Source records
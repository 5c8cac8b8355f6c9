// This file is part of the product NoPressure.
// SPDX-FileCopyrightText: 2025-2026 Zivatar Limited
// SPDX-License-Identifier: AGPL-3.0-or-later
// The code and documentation in this repository is licensed under the GNU Affero General Public License v3.0 or later (AGPL-3.0-or-later). See LICENSE.

#![allow(dead_code)]

use crate::article::{Article, ArticleId, CategoryId, TagRef};
use crate::config::ValidatedConfig;
use crate::form::{ArticleForm, FormField};
use crate::params::Params;
use crate::services::{Actor, ArticleModel, Authorizer, Capability, ModelState, TagService};
use std::collections::HashMap;

/// Article model that hands out fixed data.
#[derive(Debug, Clone)]
pub struct MemoryModel {
    pub state: ModelState,
    pub item: Article,
    pub form: ArticleForm,
    pub return_page: String,
    pub errors: Vec<String>,
}

impl MemoryModel {
    pub fn new_article() -> Self {
        Self {
            state: ModelState::default(),
            item: Article::default(),
            form: sample_form(),
            return_page: "/".to_string(),
            errors: Vec::new(),
        }
    }

    pub fn existing_article(id: u64) -> Self {
        let mut model = Self::new_article();
        model.item.id = Some(ArticleId(id));
        model.item.title = format!("Article {}", id);
        model
    }

    pub fn with_page_params(mut self, params: Params) -> Self {
        self.state.params = params;
        self
    }

    pub fn with_item_params(mut self, params: Params) -> Self {
        self.item.params = params;
        self
    }

    pub fn with_images(mut self, images: &str) -> Self {
        self.item.images = Some(images.to_string());
        self
    }

    pub fn with_urls(mut self, urls: &str) -> Self {
        self.item.urls = Some(urls.to_string());
        self
    }

    pub fn with_error(mut self, error: &str) -> Self {
        self.errors.push(error.to_string());
        self
    }
}

impl ArticleModel for MemoryModel {
    fn state(&self) -> ModelState {
        self.state.clone()
    }

    fn item(&self) -> Article {
        self.item.clone()
    }

    fn form(&self) -> ArticleForm {
        self.form.clone()
    }

    fn return_page(&self) -> String {
        self.return_page.clone()
    }

    fn errors(&self) -> Vec<String> {
        self.errors.clone()
    }
}

pub fn sample_form() -> ArticleForm {
    ArticleForm::new("com_content.article")
        .with_field(FormField::new("title", "text").with_label("Title"))
        .with_field(FormField::new("catid", "category").with_label("Category"))
        .with_field(
            FormField::new("language", "contentlanguage")
                .with_label("Language")
                .with_attribute("default", "*"),
        )
}

/// Tag lookup keyed by article id. Records every lookup it serves.
#[derive(Debug, Default)]
pub struct MemoryTags {
    tags: HashMap<ArticleId, Vec<TagRef>>,
    lookups: std::sync::Mutex<Vec<(String, ArticleId)>>,
}

impl MemoryTags {
    pub fn with_tag(mut self, article: u64, id: u64, title: &str) -> Self {
        self.tags.entry(ArticleId(article)).or_default().push(TagRef {
            id,
            title: title.to_string(),
            path: title.to_lowercase(),
        });
        self
    }

    pub fn lookups(&self) -> Vec<(String, ArticleId)> {
        self.lookups
            .lock()
            .map(|lookups| lookups.clone())
            .unwrap_or_default()
    }
}

impl TagService for MemoryTags {
    fn item_tags(&self, content_type: &str, item_id: ArticleId) -> Vec<TagRef> {
        if let Ok(mut lookups) = self.lookups.lock() {
            lookups.push((content_type.to_string(), item_id));
        }
        self.tags.get(&item_id).cloned().unwrap_or_default()
    }
}

/// Authorizer with fixed answers, independent of the actor.
#[derive(Debug, Clone, Default)]
pub struct StaticAuthorizer {
    pub can_create: bool,
    pub create_categories: Vec<CategoryId>,
}

impl StaticAuthorizer {
    pub fn allow_all() -> Self {
        Self {
            can_create: true,
            create_categories: Vec::new(),
        }
    }

    pub fn deny_all() -> Self {
        Self::default()
    }

    pub fn categories_only(categories: &[CategoryId]) -> Self {
        Self {
            can_create: false,
            create_categories: categories.to_vec(),
        }
    }
}

impl Authorizer for StaticAuthorizer {
    fn actor_can(&self, _actor: &Actor, capability: Capability, _asset: &str) -> bool {
        match capability {
            Capability::Create => self.can_create,
        }
    }

    fn authorized_categories(
        &self,
        _actor: &Actor,
        _component: &str,
        capability: Capability,
    ) -> Vec<CategoryId> {
        match capability {
            Capability::Create => self.create_categories.clone(),
        }
    }
}

pub fn test_actor() -> Actor {
    Actor {
        id: 42,
        name: "Test Author".to_string(),
        roles: vec!["author".to_string()],
    }
}

pub fn test_config() -> ValidatedConfig {
    test_config_from_yaml("app:\n  name: Test App\n")
}

/// Panics on invalid YAML; fixtures only.
pub fn test_config_from_yaml(yaml: &str) -> ValidatedConfig {
    match ValidatedConfig::from_yaml_str(yaml) {
        Ok(config) => config,
        Err(err) => panic!("invalid test config: {}", err),
    }
}
// This file is part of the product NoPressure.
// SPDX-FileCopyrightText: 2025-2026 Zivatar Limited
// SPDX-License-Identifier: AGPL-3.0-or-later
// The code and documentation in this repository is licensed under the GNU Affero General Public License v3.0 or later (AGPL-3.0-or-later). See LICENSE.

use serde::{Deserialize, Serialize};
use serde_json::{Map, Value};
use std::collections::BTreeMap;

#[derive(Debug, Clone, PartialEq, Serialize, Deserialize)]
pub struct FormField {
    pub name: String,
    #[serde(rename = "type", default = "default_field_type")]
    pub field_type: String,
    #[serde(default, skip_serializing_if = "Option::is_none")]
    pub label: Option<String>,
    #[serde(default)]
    pub attributes: BTreeMap<String, String>,
}

fn default_field_type() -> String {
    "text".to_string()
}

impl FormField {
    pub fn new(name: &str, field_type: &str) -> Self {
        Self {
            name: name.to_string(),
            field_type: field_type.to_string(),
            label: None,
            attributes: BTreeMap::new(),
        }
    }

    pub fn with_label(mut self, label: &str) -> Self {
        self.label = Some(label.to_string());
        self
    }

    pub fn with_attribute(mut self, name: &str, value: &str) -> Self {
        self.attributes.insert(name.to_string(), value.to_string());
        self
    }

    pub fn attribute(&self, name: &str) -> Option<&str> {
        self.attributes.get(name).map(String::as_str)
    }
}

/// Form schema for an article plus the data bound to it.
#[derive(Debug, Clone, Default, PartialEq, Serialize, Deserialize)]
pub struct ArticleForm {
    pub name: String,
    #[serde(default)]
    pub fields: Vec<FormField>,
    #[serde(default)]
    data: Map<String, Value>,
}

impl ArticleForm {
    pub fn new(name: &str) -> Self {
        Self {
            name: name.to_string(),
            fields: Vec::new(),
            data: Map::new(),
        }
    }

    pub fn with_field(mut self, field: FormField) -> Self {
        self.fields.push(field);
        self
    }

    pub fn field(&self, name: &str) -> Option<&FormField> {
        self.fields.iter().find(|field| field.name == name)
    }

    pub fn field_attribute(&self, field: &str, attribute: &str) -> Option<&str> {
        self.field(field).and_then(|field| field.attribute(attribute))
    }

    /// Returns false when the form has no such field.
    pub fn set_field_attribute(&mut self, field: &str, attribute: &str, value: &str) -> bool {
        match self.fields.iter_mut().find(|f| f.name == field) {
            Some(f) => {
                f.attributes.insert(attribute.to_string(), value.to_string());
                true
            }
            None => {
                log::debug!(
                    "Form '{}' has no field '{}'; attribute '{}' not set",
                    self.name,
                    field,
                    attribute
                );
                false
            }
        }
    }

    /// Binds top-level keys of `data`, replacing earlier bindings with the same key.
    pub fn bind(&mut self, data: Map<String, Value>) {
        for (key, value) in data {
            self.data.insert(key, value);
        }
    }

    pub fn data(&self) -> &Map<String, Value> {
        &self.data
    }

    pub fn bound(&self, key: &str) -> Option<&Value> {
        self.data.get(key)
    }
}

#[cfg(test)]
mod tests {
    use super::*;
    use serde_json::json;

    fn sample_form() -> ArticleForm {
        ArticleForm::new("com_content.article")
            .with_field(FormField::new("title", "text"))
            .with_field(
                FormField::new("language", "contentlanguage").with_attribute("default", "*"),
            )
    }

    #[test]
    fn set_field_attribute_updates_existing_field() {
        let mut form = sample_form();
        assert!(form.set_field_attribute("language", "default", "de-DE"));
        assert_eq!(form.field_attribute("language", "default"), Some("de-DE"));
    }

    #[test]
    fn set_field_attribute_ignores_unknown_field() {
        let mut form = sample_form();
        assert!(!form.set_field_attribute("missing", "default", "x"));
        assert!(form.field("missing").is_none());
    }

    #[test]
    fn bind_merges_top_level_keys() {
        let mut form = sample_form();
        let mut first = Map::new();
        first.insert("images".to_string(), json!({ "a": 1 }));
        first.insert("urls".to_string(), Value::Null);
        form.bind(first);

        let mut second = Map::new();
        second.insert("urls".to_string(), json!({ "urla": "https://example.com" }));
        form.bind(second);

        assert_eq!(form.bound("images"), Some(&json!({ "a": 1 })));
        assert_eq!(
            form.bound("urls"),
            Some(&json!({ "urla": "https://example.com" }))
        );
    }

    #[test]
    fn form_schema_deserializes_from_yaml() {
        let yaml = "name: com_content.article\nfields:\n  - name: title\n    label: Title\n  - name: language\n    type: contentlanguage\n    attributes:\n      default: '*'\n";
        let form: ArticleForm = serde_yaml::from_str(yaml).unwrap();
        assert_eq!(form.field("title").map(|f| f.field_type.as_str()), Some("text"));
        assert_eq!(form.field_attribute("language", "default"), Some("*"));
    }
}
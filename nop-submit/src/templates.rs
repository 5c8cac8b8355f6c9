// This file is part of the product NoPressure.
// SPDX-FileCopyrightText: 2025-2026 Zivatar Limited
// SPDX-License-Identifier: AGPL-3.0-or-later
// The code and documentation in this repository is licensed under the GNU Affero General Public License v3.0 or later (AGPL-3.0-or-later). See LICENSE.

use minijinja::Value;

mod context;
mod engine;

pub use context::{DeniedPageContext, ErrorPageContext, FormPageContext};
pub use engine::{MiniJinjaEngine, TemplateEngine};

/// Render a minijinja template with the given context
pub fn render_minijinja_template(
    engine: &dyn TemplateEngine,
    template_name: &str,
    context: Value,
) -> Result<String, minijinja::Error> {
    engine.render(template_name, context)
}
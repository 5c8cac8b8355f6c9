// This file is part of the product NoPressure.
// SPDX-FileCopyrightText: 2025-2026 Zivatar Limited
// SPDX-License-Identifier: AGPL-3.0-or-later
// The code and documentation in this repository is licensed under the GNU Affero General Public License v3.0 or later (AGPL-3.0-or-later). See LICENSE.

use minijinja::{Environment, Value, default_auto_escape_callback};

pub trait TemplateEngine: Send + Sync {
    fn render(&self, template_name: &str, context: Value) -> Result<String, minijinja::Error>;
}

pub struct MiniJinjaEngine {
    env: Environment<'static>,
}

impl MiniJinjaEngine {
    pub fn new() -> Self {
        let mut env = Environment::new();
        env.set_auto_escape_callback(default_auto_escape_callback);
        env.set_loader(embedded_template_loader);
        Self { env }
    }
}

impl Default for MiniJinjaEngine {
    fn default() -> Self {
        Self::new()
    }
}

impl TemplateEngine for MiniJinjaEngine {
    fn render(&self, template_name: &str, context: Value) -> Result<String, minijinja::Error> {
        let tmpl = self.env.get_template(template_name)?;
        tmpl.render(context)
    }
}

fn embedded_template_loader(name: &str) -> Result<Option<String>, minijinja::Error> {
    let template_content = match name {
        "layout.html" => Some(include_str!("html/layout.html")),
        "article/form.html" => Some(include_str!("html/article_form.html")),
        "error_403.html" => Some(include_str!("html/error_403.html")),
        "error_500.html" => Some(include_str!("html/error_500.html")),
        _ => None,
    };

    Ok(template_content.map(|s| s.to_string()))
}
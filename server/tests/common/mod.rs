#![allow(dead_code)]

pub mod faulty_store;
pub mod fixtures;

pub use faulty_store::FaultyStore;
pub use fixtures::*;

▶ _TASK OBJECTIVE_:
Reprint exactly the lines above that start at the one with "impl TagService for" and end at the one with "pub fn test_config()", keeping both and adding none.

▶ _EXERCISE OUTPUT_:
impl TagService for MemoryTags {
    fn item_tags(&self, content_type: &str, item_id: ArticleId) -> Vec<TagRef> {
        if let Ok(mut lookups) = self.lookups.lock() {
            lookups.push((content_type.to_string(), item_id));
        }
        self.tags.get(&item_id).cloned().unwrap_or_default()
    }
}

/// Authorizer with fixed answers, independent of the actor.
#[derive(Debug, Clone, Default)]
pub struct StaticAuthorizer {
    pub can_create: bool,
    pub create_categories: Vec<CategoryId>,
}

impl StaticAuthorizer {
    pub fn allow_all() -> Self {
        Self {
            can_create: true,
            create_categories: Vec::new(),
        }
    }

    pub fn deny_all() -> Self {
        Self::default()
    }

    pub fn categories_only(categories: &[CategoryId]) -> Self {
        Self {
            can_create: false,
            create_categories: categories.to_vec(),
        }
    }
}

impl Authorizer for StaticAuthorizer {
    fn actor_can(&self, _actor: &Actor, capability: Capability, _asset: &str) -> bool {
        match capability {
            Capability::Create => self.can_create,
        }
    }

    fn authorized_categories(
        &self,
        _actor: &Actor,
        _component: &str,
        capability: Capability,
    ) -> Vec<CategoryId> {
        match capability {
            Capability::Create => self.create_categories.clone(),
        }
    }
}

pub fn test_actor() -> Actor {
    Actor {
        id: 42,
        name: "Test Author".to_string(),
        roles: vec!["author".to_string()],
    }
}

pub fn test_config() -> ValidatedConfig {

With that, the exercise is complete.